All of lore.kernel.org
 help / color / mirror / Atom feed
From: Sasha Levin <sashal@kernel.org>
To: linux-kernel@vger.kernel.org, stable@vger.kernel.org
Cc: Sasha Levin <sashal@kernel.org>,
	Guoqing Jiang <guoqing.jiang@cloud.ionos.com>,
	snitzer@kernel.org, linux-raid@vger.kernel.org,
	Song Liu <song@kernel.org>,
	dm-devel@redhat.com, Donald Buczek <buczek@molgen.mpg.de>,
	agk@redhat.com
Subject: [dm-devel] [PATCH AUTOSEL 4.19 18/27] md: don't unregister sync_thread with reconfig_mutex held
Date: Tue,  7 Jun 2022 14:01:22 -0400	[thread overview]
Message-ID: <20220607180133.481701-18-sashal@kernel.org> (raw)
In-Reply-To: <20220607180133.481701-1-sashal@kernel.org>

From: Guoqing Jiang <guoqing.jiang@cloud.ionos.com>

[ Upstream commit 8b48ec23cc51a4e7c8dbaef5f34ebe67e1a80934 ]

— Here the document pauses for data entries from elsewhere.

//! services/api/src/config.rs
//!
//! Defines the application's configuration structure and loading logic.
//!
//! All configuration is loaded from environment variables at startup. The `.env`
//! file is used for local development.

use std::net::SocketAddr;
use std::time::Duration;
use tracing::Level;

/// A custom error type for configuration loading failures.
#[derive(Debug, thiserror::Error)]
pub enum ConfigError {
    #[error("Missing the environment variable {0}")]
    MissingVar(String),
    #[error("Invalid value for the environment variable {0}: {1}")]
    InvalidValue(String, String),
}

/// Holds all configuration loaded from the environment at startup.
#[derive(Clone, Debug)]
pub struct Config {
    pub bind_address: SocketAddr,
    pub database_url: String,
    pub database_max_connections: u32,
    pub log_level: Level,
    pub cors_origin: String,
    pub session_ttl_days: i64,
    /// Cadence of the quiz countdown. One second outside of tests.
    pub quiz_tick: Duration,
}

fn parse_var<T: std::str::FromStr>(name: &str, default: &str) -> Result<T, ConfigError>
where
    T::Err: std::fmt::Display,
{
    let raw = std::env::var(name).unwrap_or_else(|_| default.to_string());
    raw.parse::<T>()
        .map_err(|e| ConfigError::InvalidValue(name.to_string(), e.to_string()))
}

impl Config {
    /// Loads configuration from environment variables.
    ///
    /// It will look for a `.env` file in the current directory for development,
    /// but this is skipped in test environments to ensure tests are hermetic.
    pub fn from_env() -> Result<Self, ConfigError> {
        // Only load from .env in non-test mode to avoid contamination.
        if !cfg!(test) {
            dotenvy::dotenv().ok();
        }

        // --- Server and Database Settings ---
        let bind_address: SocketAddr = parse_var("BIND_ADDRESS", "0.0.0.0:3000")?;

        let database_url = std::env::var("DATABASE_URL")
            .map_err(|_| ConfigError::MissingVar("DATABASE_URL".to_string()))?;
        let database_max_connections: u32 = parse_var("DATABASE_MAX_CONNECTIONS", "5")?;

        let log_level_str = std::env::var("RUST_LOG").unwrap_or_else(|_| "INFO".to_string());
        let log_level = log_level_str.parse::<Level>().map_err(|_| {
            ConfigError::InvalidValue(
                "RUST_LOG".to_string(),
                format!("'{}' is not a valid log level", log_level_str),
            )
        })?;

        // --- Web Settings ---
        let cors_origin =
            std::env::var("CORS_ORIGIN").unwrap_or_else(|_| "http://localhost:3000".to_string());

        let session_ttl_days: i64 = parse_var("SESSION_TTL_DAYS", "30")?;
        if session_ttl_days <= 0 {
            return Err(ConfigError::InvalidValue(
                "SESSION_TTL_DAYS".to_string(),
                "must be positive".to_string(),
            ));
        }

        let quiz_tick_millis: u64 = parse_var("QUIZ_TICK_MILLIS", "1000")?;
        if quiz_tick_millis == 0 {
            return Err(ConfigError::InvalidValue(
                "QUIZ_TICK_MILLIS".to_string(),
                "must be greater than zero".to_string(),
            ));
        }

        Ok(Self {
            bind_address,
            database_url,
            database_max_connections,
            log_level,
            cors_origin,
            session_ttl_days,
            quiz_tick: Duration::from_millis(quiz_tick_millis),
        })
    }
}
//! crates/learnhub_core/src/validation.rs
//!
//! Validation failures, collected as a field -> message map so the UI can
//! render them next to the offending inputs, plus the checks that depend on
//! domain rules rather than field shape.

use crate::domain::Quiz;
use crate::quiz::total_points;
use chrono::{Datelike, NaiveDate};
use std::collections::BTreeMap;

#[derive(Debug, Clone, Default, PartialEq, Eq, thiserror::Error)]
#[error("{} field(s) failed validation", .0.len())]
pub struct ValidationErrors(BTreeMap<String, String>);

impl ValidationErrors {
    pub fn new() -> Self {
        Self::default()
    }

    /// Records a message for `field`. The first message per field wins.
    pub fn add(&mut self, field: impl Into<String>, message: impl Into<String>) {
        self.0.entry(field.into()).or_insert_with(|| message.into());
    }

    pub fn merge(&mut self, other: ValidationErrors) {
        for (field, message) in other.0 {
            self.add(field, message);
        }
    }

    pub fn is_empty(&self) -> bool {
        self.0.is_empty()
    }

    pub fn get(&self, field: &str) -> Option<&str> {
        self.0.get(field).map(String::as_str)
    }

    pub fn fields(&self) -> &BTreeMap<String, String> {
        &self.0
    }

    pub fn into_result(self) -> Result<(), ValidationErrors> {
        if self.is_empty() {
            Ok(())
        } else {
            Err(self)
        }
    }
}

/// True when a card's expiry month lies before the month of `today`.
///
/// A card stays valid through the last day of its expiry month.
pub fn card_expired(exp_year: i32, exp_month: u32, today: NaiveDate) -> bool {
    (exp_year, exp_month) < (today.year(), today.month())
}

/// Checks quiz definitions coming in from the content store.
pub fn validate_quiz(quiz: &Quiz) -> Result<(), ValidationErrors> {
    let mut errors = ValidationErrors::new();
    if quiz.title.trim().is_empty() {
        errors.add("title", "Title is required");
    }
    if quiz.passing_threshold.is_some_and(|t| t > 100) {
        errors.add("passing_threshold", "Passing threshold must be between 0 and 100");
    }
    for (i, question) in quiz.questions.iter().enumerate() {
        if question.points == 0 {
            errors.add(format!("questions[{i}].points"), "Points must be greater than zero");
        }
    }
    // Scores are stored as u32.
    if total_points(quiz) > u64::from(u32::MAX) {
        errors.add("questions", "Total points are too large");
    }
    errors.into_result()
}
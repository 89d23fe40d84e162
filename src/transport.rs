use crate::{
    errors::{FramingError, RconError},
    packet::MIN_FRAME_LEN,
};
use bytes::{Buf, Bytes};
use log::trace;
use tokio::{
    io::{AsyncRead, AsyncReadExt, AsyncWrite, AsyncWriteExt, BufWriter},
    net::TcpStream,
};

/// An ordered, reliable byte stream to the server. Writes are buffered until
/// [`Transport::flush`].
#[derive(Debug)]
pub(crate) struct Transport<S> {
    stream: BufWriter<S>,
}

impl Transport<TcpStream> {
    /// Open a TCP connection to `host:port`.
    pub async fn connect(host: &str, port: u16) -> Result<Self, RconError> {
        let stream = TcpStream::connect((host, port)).await?;
        trace!("opened tcp stream to {host}:{port}");

        Ok(Self::new(stream))
    }
}

impl<S> Transport<S>
where
    S: AsyncRead + AsyncWrite + Unpin + Send,
{
    pub fn new(stream: S) -> Self {
        Self {
            stream: BufWriter::new(stream),
        }
    }

    /// Read exactly `n` bytes. Running out of stream first is a framing error.
    pub async fn read_exact(&mut self, n: usize) -> Result<Bytes, RconError> {
        let mut buffer = vec![0; n];
        let mut filled = 0;

        while filled < n {
            let read = self.stream.read(&mut buffer[filled..]).await?;
            if read == 0 {
                return Err(FramingError::Truncated {
                    expected: n,
                    received: filled,
                }
                .into());
            }
            filled += read;
        }

        Ok(Bytes::from(buffer))
    }

    pub async fn write(&mut self, bytes: &[u8]) -> Result<(), RconError> {
        self.stream.write_all(bytes).await?;
        Ok(())
    }

    pub async fn flush(&mut self) -> Result<(), RconError> {
        self.stream.flush().await?;
        Ok(())
    }

    /// Flush anything still buffered and shut the stream down.
    pub async fn close(mut self) -> Result<(), RconError> {
        self.stream.shutdown().await?;
        trace!("closed stream");
        Ok(())
    }

    /// Read one length-prefixed frame and return its body.
    ///
    /// The prefix must lie in `9..=max_len`.
    pub async fn read_frame(&mut self, max_len: u32) -> Result<Bytes, RconError> {
        let len = self.read_exact(4).await?.get_u32_le();

        if !(MIN_FRAME_LEN..=max_len).contains(&len) {
            return Err(FramingError::InvalidLength { len, max: max_len }.into());
        }

        let body = self.read_exact(len as usize).await?;
        trace!("received frame of {len} bytes");

        Ok(body)
    }

    /// Write an already framed packet and hand it to the OS.
    pub async fn send_frame(&mut self, frame: &[u8]) -> Result<(), RconError> {
        self.write(frame).await?;
        self.flush().await?;
        trace!("sent frame of {} bytes", frame.len());

        Ok(())
    }
}

#[cfg(test)]
mod tests {
    use super::Transport;
    use crate::{
        errors::{FramingError, RconError},
        packet::MAX_FRAME_LEN,
    };
    use tokio::io::{self, AsyncReadExt, AsyncWriteExt};

    async fn frame_with_len(len: u32) -> Result<usize, RconError> {
        let (client, mut server) = io::duplex(4096);
        let mut transport = Transport::new(client);

        let mut frame = len.to_le_bytes().to_vec();
        frame.resize(4 + len as usize, 0);
        server.write_all(&frame).await?;

        transport.read_frame(MAX_FRAME_LEN).await.map(|body| body.len())
    }

    #[tokio::test]
    async fn test_frame_length_bounds() {
        assert_eq!(frame_with_len(9).await.unwrap(), 9);
        assert_eq!(frame_with_len(1455).await.unwrap(), 1455);

        assert!(matches!(
            frame_with_len(8).await,
            Err(RconError::Framing(FramingError::InvalidLength { len: 8, .. }))
        ));
        assert!(matches!(
            frame_with_len(1456).await,
            Err(RconError::Framing(FramingError::InvalidLength { len: 1456, .. }))
        ));
    }

    #[tokio::test]
    async fn test_truncated_frame() -> io::Result<()> {
        let (client, mut server) = io::duplex(64);
        let mut transport = Transport::new(client);

        server.write_all(&20u32.to_le_bytes()).await?;
        server.write_all(&[0; 12]).await?;
        drop(server);

        assert!(matches!(
            transport.read_frame(MAX_FRAME_LEN).await,
            Err(RconError::Framing(FramingError::Truncated {
                expected: 20,
                received: 12
            }))
        ));

        Ok(())
    }

    #[tokio::test]
    async fn test_writes_are_buffered_until_flush() -> io::Result<()> {
        let (client, mut server) = io::duplex(64);
        let mut transport = Transport::new(client);

        transport.write(b"ping").await?;
        transport.flush().await?;

        let mut received = [0; 4];
        server.read_exact(&mut received).await?;
        assert_eq!(&received, b"ping");

        transport.close().await?;
        assert_eq!(server.read(&mut received).await?, 0);

        Ok(())
    }
}
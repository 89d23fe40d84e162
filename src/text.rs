//! Helpers for showing command output to people.

use std::string::FromUtf8Error;

const SECTION_SIGN: [u8; 2] = [0xc2, 0xa7];

/// Remove the section signs (`§`) servers use to introduce color and
/// formatting codes, then decode the output as UTF-8.
///
/// Only the sign itself is removed; the code character after it stays.
///
/// # Errors
/// Returns `Err` if what remains is not valid UTF-8.
///
/// # Examples
///
/// ```
/// use mc_rcon::strip_formatting;
///
/// let text = strip_formatting("§6There are 0 players online".as_bytes()).unwrap();
/// assert_eq!(text, "6There are 0 players online");
/// ```
pub fn strip_formatting(output: &[u8]) -> Result<String, FromUtf8Error> {
    let mut stripped = Vec::with_capacity(output.len());
    let mut rest = output;

    while let Some(first) = rest.first() {
        if rest.starts_with(&SECTION_SIGN) {
            rest = &rest[SECTION_SIGN.len()..];
        } else {
            stripped.push(*first);
            rest = &rest[1..];
        }
    }

    String::from_utf8(stripped)
}

#[cfg(test)]
mod tests {
    use super::strip_formatting;

    #[test]
    fn test_strip_formatting() {
        let output = "§eThere are §c2§e of a max of 20 players online".as_bytes();

        assert_eq!(
            strip_formatting(output).unwrap(),
            "eThere are c2e of a max of 20 players online"
        );
        assert_eq!(strip_formatting(b"").unwrap(), "");
    }

    #[test]
    fn test_invalid_utf8() {
        assert!(strip_formatting(b"\xa7broken").is_err());
    }
}
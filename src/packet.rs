//! Encoding and decoding of RCON packets.
//!
//! A packet body is `request_id (i32 LE) || type (i32 LE) || payload || 0x00`.
//! On the wire every body is preceded by its length as a `u32` LE.

use crate::errors::{FramingError, RconError};
use bytes::{Buf, BufMut, Bytes, BytesMut};
use std::mem::size_of;

/// Largest payload a single packet may carry.
pub const MAX_PAYLOAD_LEN: usize = 4096;

/// Smallest accepted length prefix: two `i32`s and the pad byte.
pub const MIN_FRAME_LEN: u32 = 9;

/// Largest accepted length prefix unless configured otherwise.
pub const MAX_FRAME_LEN: u32 = 1455;

const HEADER_LEN: usize = size_of::<i32>() * 2;

/// The type field of a packet.
///
/// The value on the wire is controlled by the server, so anything that is not
/// one of the known types decodes to [`PacketType::Unknown`].
#[derive(Debug, Clone, Copy, PartialEq, Eq)]
pub enum PacketType {
    /// Command output, also used for the login reply.
    Response,
    /// Run a command.
    Execute,
    /// Authenticate with a password.
    Login,
    /// Any other value.
    Unknown(i32),
}

impl From<PacketType> for i32 {
    fn from(packet_type: PacketType) -> Self {
        match packet_type {
            PacketType::Response => 0,
            PacketType::Execute => 2,
            PacketType::Login => 3,
            PacketType::Unknown(value) => value,
        }
    }
}

impl From<i32> for PacketType {
    fn from(value: i32) -> Self {
        match value {
            0 => PacketType::Response,
            2 => PacketType::Execute,
            3 => PacketType::Login,
            _ => PacketType::Unknown(value),
        }
    }
}

/// Packet data, either logical text or raw bytes.
#[derive(Debug, Clone, PartialEq, Eq)]
pub enum Payload {
    /// Text, sent as UTF-8.
    Text(String),
    /// Bytes, sent unchanged.
    Bytes(Bytes),
}

impl From<&str> for Payload {
    fn from(text: &str) -> Self {
        Payload::Text(text.to_string())
    }
}

impl From<String> for Payload {
    fn from(text: String) -> Self {
        Payload::Text(text)
    }
}

impl From<Bytes> for Payload {
    fn from(bytes: Bytes) -> Self {
        Payload::Bytes(bytes)
    }
}

/// A single RCON packet.
#[derive(Debug, Clone, PartialEq, Eq)]
pub struct Packet {
    /// Chosen by the client, echoed by the server.
    pub request_id: i32,
    /// What the packet is for.
    pub packet_type: PacketType,
    /// Packet data.
    pub payload: Payload,
}

impl Packet {
    /// Create a packet.
    pub fn new(request_id: i32, packet_type: PacketType, payload: impl Into<Payload>) -> Self {
        Self {
            request_id,
            packet_type,
            payload: payload.into(),
        }
    }

    /// The payload as raw bytes.
    ///
    /// # Errors
    /// Returns [`RconError::TypeMismatch`] if the payload is text.
    pub fn must_bytes(&self) -> Result<&Bytes, RconError> {
        match &self.payload {
            Payload::Bytes(bytes) => Ok(bytes),
            Payload::Text(_) => Err(RconError::TypeMismatch { expected: "bytes" }),
        }
    }

    /// The payload as text.
    ///
    /// # Errors
    /// Returns [`RconError::TypeMismatch`] if the payload is raw bytes.
    pub fn must_text(&self) -> Result<&str, RconError> {
        match &self.payload {
            Payload::Text(text) => Ok(text),
            Payload::Bytes(_) => Err(RconError::TypeMismatch { expected: "text" }),
        }
    }

    /// Encode the packet body (everything after the length prefix).
    ///
    /// # Errors
    /// Returns [`RconError::PayloadTooLarge`] if the encoded payload is longer
    /// than [`MAX_PAYLOAD_LEN`].
    pub fn encode(&self) -> Result<Bytes, RconError> {
        let data: &[u8] = match &self.payload {
            Payload::Text(text) => text.as_bytes(),
            Payload::Bytes(bytes) => bytes,
        };

        if data.len() > MAX_PAYLOAD_LEN {
            return Err(RconError::PayloadTooLarge(data.len()));
        }

        let mut bytes = BytesMut::with_capacity(HEADER_LEN + data.len() + 1);
        bytes.put_i32_le(self.request_id);
        bytes.put_i32_le(self.packet_type.into());
        bytes.put(data);
        bytes.put_u8(0);

        Ok(bytes.freeze())
    }

    /// Encode the packet body preceded by its length, ready for the wire.
    ///
    /// # Errors
    /// Same as [`Packet::encode`].
    pub fn encode_framed(&self) -> Result<Bytes, RconError> {
        let body = self.encode()?;

        let mut bytes = BytesMut::with_capacity(size_of::<u32>() + body.len());
        bytes.put_u32_le(body.len() as u32);
        bytes.put(body);

        Ok(bytes.freeze())
    }

    /// Encode a text packet: the text gets a null terminator appended before
    /// the size check, so at most 4095 bytes of text fit.
    ///
    /// # Errors
    /// Returns [`RconError::TypeMismatch`] if the payload is not text, and
    /// [`RconError::PayloadTooLarge`] if it does not fit.
    pub fn encode_text(&self) -> Result<Bytes, RconError> {
        self.with_terminator()?.encode()
    }

    /// Framed counterpart of [`Packet::encode_text`].
    ///
    /// # Errors
    /// Same as [`Packet::encode_text`].
    pub fn encode_text_framed(&self) -> Result<Bytes, RconError> {
        self.with_terminator()?.encode_framed()
    }

    fn with_terminator(&self) -> Result<Packet, RconError> {
        let text = self.must_text()?;

        let mut data = BytesMut::with_capacity(text.len() + 1);
        data.put(text.as_bytes());
        data.put_u8(0);

        Ok(Packet::new(self.request_id, self.packet_type, data.freeze()))
    }

    /// Decode a packet body. The last byte is the pad and is dropped without
    /// looking at its value.
    ///
    /// # Errors
    /// Returns [`FramingError::ShortPacket`] if the body has no room for the header.
    pub fn decode(mut bytes: Bytes) -> Result<Packet, RconError> {
        if bytes.len() < HEADER_LEN {
            return Err(FramingError::ShortPacket(bytes.len()).into());
        }

        let request_id = bytes.get_i32_le();
        let packet_type = bytes.get_i32_le();

        // pad
        bytes.truncate(bytes.len().saturating_sub(1));

        Ok(Packet::new(request_id, packet_type.into(), bytes))
    }

    /// Decode a packet body whose payload is null-terminated text. Only the
    /// bytes before the first null are kept.
    ///
    /// # Errors
    /// Returns [`RconError::MissingTerminator`] if the payload has no null
    /// byte, or anything [`Packet::decode`] returns.
    pub fn decode_text(bytes: Bytes) -> Result<Packet, RconError> {
        let mut packet = Self::decode(bytes)?;
        let mut data = packet.must_bytes()?.clone();

        let zero = data
            .iter()
            .position(|&b| b == 0)
            .ok_or(RconError::MissingTerminator)?;
        data.truncate(zero);

        packet.payload = Payload::Bytes(data);
        Ok(packet)
    }
}

impl TryFrom<Bytes> for Packet {
    type Error = RconError;

    fn try_from(bytes: Bytes) -> Result<Self, Self::Error> {
        Self::decode(bytes)
    }
}
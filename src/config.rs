//! Connection settings for [`RconClient`](crate::RconClient).

use crate::packet::MAX_FRAME_LEN;
use serde::{Deserialize, Serialize};
use std::time::Duration;

/// Where and how to connect. Missing fields take their default values.
///
/// # Examples
///
/// ```
/// use mc_rcon::RconConfig;
///
/// let config = RconConfig {
///     host: "mc.example.com".to_string(),
///     ..RconConfig::default()
/// };
/// assert_eq!(config.port, 25575);
/// ```
#[derive(Debug, Clone, PartialEq, Eq, Serialize, Deserialize)]
#[serde(default)]
pub struct RconConfig {
    /// Hostname or address of the server.
    pub host: String,

    /// RCON port.
    pub port: u16,

    /// Seconds to wait for each response. `None` waits forever.
    pub timeout_secs: Option<u64>,

    /// Largest accepted length prefix of a received frame.
    pub max_frame_len: u32,
}

impl RconConfig {
    /// The configured timeout as a [`Duration`].
    pub fn timeout(&self) -> Option<Duration> {
        self.timeout_secs.map(Duration::from_secs)
    }
}

impl Default for RconConfig {
    fn default() -> Self {
        Self {
            host: "127.0.0.1".to_string(),
            port: 25575,
            timeout_secs: None,
            max_frame_len: MAX_FRAME_LEN,
        }
    }
}
//! The request/response exchange over an established connection.

use crate::{
    client::SessionState,
    errors::RconError,
    packet::{Packet, PacketType, MAX_FRAME_LEN, MAX_PAYLOAD_LEN},
    transport::Transport,
};
use bytes::{BufMut, Bytes, BytesMut};
use log::{debug, trace};
use tokio::io::{AsyncRead, AsyncWrite};

/// One authenticated (or authenticating) conversation with a server.
///
/// Requests are strictly lockstep: each call sends one request and consumes
/// its whole response before returning. Calls need `&mut self`, so two
/// requests can never be in flight on the same session.
///
/// After any error the connection is in an unknown state and the session
/// should be closed.
///
/// # Examples
///
/// ```no_run
/// use mc_rcon::RconSession;
/// use tokio::net::TcpStream;
///
/// #[tokio::main]
/// async fn main() -> mc_rcon::Result<()> {
///     let stream = TcpStream::connect("localhost:25575").await?;
///     let mut session = RconSession::new(stream);
///
///     session.login("password").await?;
///     let output = session.execute("list").await?;
///     println!("{}", String::from_utf8_lossy(&output));
///
///     session.close().await
/// }
/// ```
#[allow(clippy::module_name_repetitions)]
#[derive(Debug)]
pub struct RconSession<S> {
    transport: Transport<S>,
    next_request_id: i32,
    authenticated: bool,
    max_frame_len: u32,
}

impl<S> RconSession<S>
where
    S: AsyncRead + AsyncWrite + Unpin + Send,
{
    /// Start a session over a connected stream. The session is not
    /// authenticated yet.
    pub fn new(stream: S) -> Self {
        Self::from_transport(Transport::new(stream))
    }

    pub(crate) fn from_transport(transport: Transport<S>) -> Self {
        Self {
            transport,
            next_request_id: 0,
            authenticated: false,
            max_frame_len: MAX_FRAME_LEN,
        }
    }

    /// Accept received frames up to `max_frame_len` bytes instead of 1455.
    #[must_use]
    pub fn with_max_frame_len(mut self, max_frame_len: u32) -> Self {
        self.max_frame_len = max_frame_len;
        self
    }

    /// Whether [`RconSession::login`] has succeeded.
    pub fn is_authenticated(&self) -> bool {
        self.authenticated
    }

    /// The request ID the next request will use.
    pub fn next_request_id(&self) -> i32 {
        self.next_request_id
    }

    fn allocate_request_id(&mut self) -> i32 {
        let id = self.next_request_id;
        self.next_request_id = self.next_request_id.wrapping_add(1);
        id
    }

    /// Authenticate with the given password.
    ///
    /// # Errors
    /// Returns [`RconError::AuthenticationFailed`] if the server does not echo
    /// the request ID (servers echo -1 for a wrong password), and
    /// [`RconError::InvalidState`] if the session is already authenticated.
    /// Network and framing problems are returned as they happen.
    pub async fn login(&mut self, password: &str) -> Result<(), RconError> {
        if self.authenticated {
            return Err(RconError::InvalidState {
                operation: "login",
                state: SessionState::Authenticated,
            });
        }

        let request_id = self.allocate_request_id();
        self.send_text(request_id, PacketType::Login, password).await?;

        // the login reply is not checked for its type
        let response = Packet::decode(self.transport.read_frame(self.max_frame_len).await?)?;

        if response.request_id != request_id {
            debug!(
                "login rejected: sent request id {request_id}, got {}",
                response.request_id
            );
            return Err(RconError::AuthenticationFailed {
                expected: request_id,
                received: response.request_id,
            });
        }

        self.authenticated = true;
        trace!("authenticated with request id {request_id}");

        Ok(())
    }

    /// Run a command and return its output.
    ///
    /// Responses longer than one packet arrive in fragments; reading stops at
    /// the first fragment shorter than 4096 bytes. A response of exactly 4096
    /// bytes therefore waits for another fragment.
    ///
    /// # Errors
    /// Returns [`RconError::CorrelationMismatch`] or [`RconError::UnexpectedType`]
    /// if a fragment does not belong to this command, and
    /// [`RconError::InvalidState`] if the session is not authenticated.
    pub async fn execute(&mut self, command: &str) -> Result<Bytes, RconError> {
        if !self.authenticated {
            return Err(RconError::InvalidState {
                operation: "execute",
                state: SessionState::Open,
            });
        }

        let request_id = self.allocate_request_id();
        self.send_text(request_id, PacketType::Execute, command).await?;

        let mut result = BytesMut::new();

        loop {
            let packet = Packet::decode_text(self.transport.read_frame(self.max_frame_len).await?)?;

            if packet.request_id != request_id {
                debug!(
                    "response for request id {} while waiting for {request_id}",
                    packet.request_id
                );
                return Err(RconError::CorrelationMismatch {
                    expected: request_id,
                    received: packet.request_id,
                });
            }

            if packet.packet_type != PacketType::Response {
                return Err(RconError::UnexpectedType(packet.packet_type));
            }

            let payload = packet.must_bytes()?;
            trace!(
                "fragment of {} bytes for request id {request_id}",
                payload.len()
            );
            result.put(payload.clone());

            if payload.len() < MAX_PAYLOAD_LEN {
                break;
            }
        }

        Ok(result.freeze())
    }

    /// Close the connection.
    ///
    /// # Errors
    /// Returns `Err` if the stream could not be shut down cleanly.
    pub async fn close(self) -> Result<(), RconError> {
        self.transport.close().await
    }

    async fn send_text(
        &mut self,
        request_id: i32,
        packet_type: PacketType,
        text: &str,
    ) -> Result<(), RconError> {
        let frame = Packet::new(request_id, packet_type, text).encode_text_framed()?;
        trace!("sending {packet_type:?} packet with request id {request_id}");

        self.transport.send_frame(&frame).await
    }
}
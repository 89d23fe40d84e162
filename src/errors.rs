//! All the errors defined by this crate.

use crate::{client::SessionState, packet::PacketType};
use std::io::{self, ErrorKind};
use thiserror::Error;
use tokio::time::error::Elapsed;

/// An error from the RCON client.
#[derive(Error, Debug)]
pub enum RconError {
    /// The payload was not of the kind the operation needs.
    ///
    /// Text-mode encoding requires a text payload; decoded packets always
    /// carry raw bytes.
    #[error("payload type mismatch: expected {expected}")]
    TypeMismatch {
        /// The payload kind that was required.
        expected: &'static str,
    },

    /// Encoded payload is longer than 4096 bytes.
    #[error("payload too large: {0} > 4096")]
    PayloadTooLarge(usize),

    /// A frame could not be read off the wire.
    #[error("framing error: {0}")]
    Framing(#[from] FramingError),

    /// A text payload did not contain a null terminator.
    #[error("payload is not null-terminated")]
    MissingTerminator,

    /// The server did not echo the login request ID.
    ///
    /// Servers reply with a request ID of -1 when the password is wrong, but
    /// any mismatch is reported with this variant.
    #[error("authentication failed (expected request id {expected}, got {received})")]
    AuthenticationFailed {
        /// Request ID of the login packet.
        expected: i32,
        /// Request ID the server echoed.
        received: i32,
    },

    /// A command response carried someone else's request ID.
    #[error("request id mismatch (expected {expected}, got {received})")]
    CorrelationMismatch {
        /// Request ID of the command packet.
        expected: i32,
        /// Request ID the server echoed.
        received: i32,
    },

    /// A command response was not of type `RESPONSE`.
    #[error("unexpected packet type {0:?}")]
    UnexpectedType(PacketType),

    /// Establishing the connection or doing I/O on it failed.
    #[error("connection error")]
    Connection(#[from] io::Error),

    /// The operation is not valid in the session's current state.
    #[error("cannot {operation} while the session is {state}")]
    InvalidState {
        /// The rejected operation.
        operation: &'static str,
        /// The state the session was in.
        state: SessionState,
    },

    /// A response did not arrive within the configured timeout.
    #[error("timed out waiting for the server")]
    Timeout(#[from] Elapsed),
}

/// Reasons a frame could not be read.
#[derive(Error, Debug, PartialEq, Eq)]
pub enum FramingError {
    /// A packet body shorter than its 8-byte header.
    #[error("packet too short: {0} bytes")]
    ShortPacket(usize),

    /// The length prefix is outside the accepted range.
    #[error("invalid frame length {len} (expected 9..={max})")]
    InvalidLength {
        /// Declared length.
        len: u32,
        /// Largest accepted length.
        max: u32,
    },

    /// The stream ended before the declared number of bytes arrived.
    #[error("stream ended after {received} of {expected} bytes")]
    Truncated {
        /// Bytes requested.
        expected: usize,
        /// Bytes actually read.
        received: usize,
    },
}

impl From<RconError> for io::Error {
    fn from(err: RconError) -> Self {
        match err {
            RconError::Connection(err) => err,
            RconError::Timeout(_) => io::Error::new(ErrorKind::TimedOut, err),
            err => io::Error::new(ErrorKind::InvalidData, err),
        }
    }
}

Unregister sync_thread doesn't need to hold reconfig_mutex since it
doesn't reconfigure array.

And it could cause deadlock problem for raid5 as follows:

1. process A tried to reap sync thread with reconfig_mutex held after echo
   idle to sync_action.
2. raid5 sync thread was blocked if there were too many active stripes.
3. SB_CHANGE_PENDING was set (because of write IO comes from upper layer)
   which causes the number of active stripes can't be decreased.
4. SB_CHANGE_PENDING can't be cleared since md_check_recovery was not able
   to hold reconfig_mutex.

More details in the link:
https://lore.kernel.org/linux-raid/5ed54ffc-ce82-bf66-4eff-390cb23bc1ac@molgen.mpg.de/T/#t

And add one parameter to md_reap_sync_thread since it could be called by
dm-raid which doesn't hold reconfig_mutex.

Reported-and-tested-by: Donald Buczek <buczek@molgen.mpg.de>
Signed-off-by: Guoqing Jiang <guoqing.jiang@cloud.ionos.com>
Signed-off-by: Song Liu <song@kernel.org>
Signed-off-by: Sasha Levin <sashal@kernel.org>
---
 drivers/md/dm-raid.c |  2 +-
 drivers/md/md.c      | 14 +++++++++-----
 drivers/md/md.h      |  2 +-
 3 files changed, 11 insertions(+), 7 deletions(-)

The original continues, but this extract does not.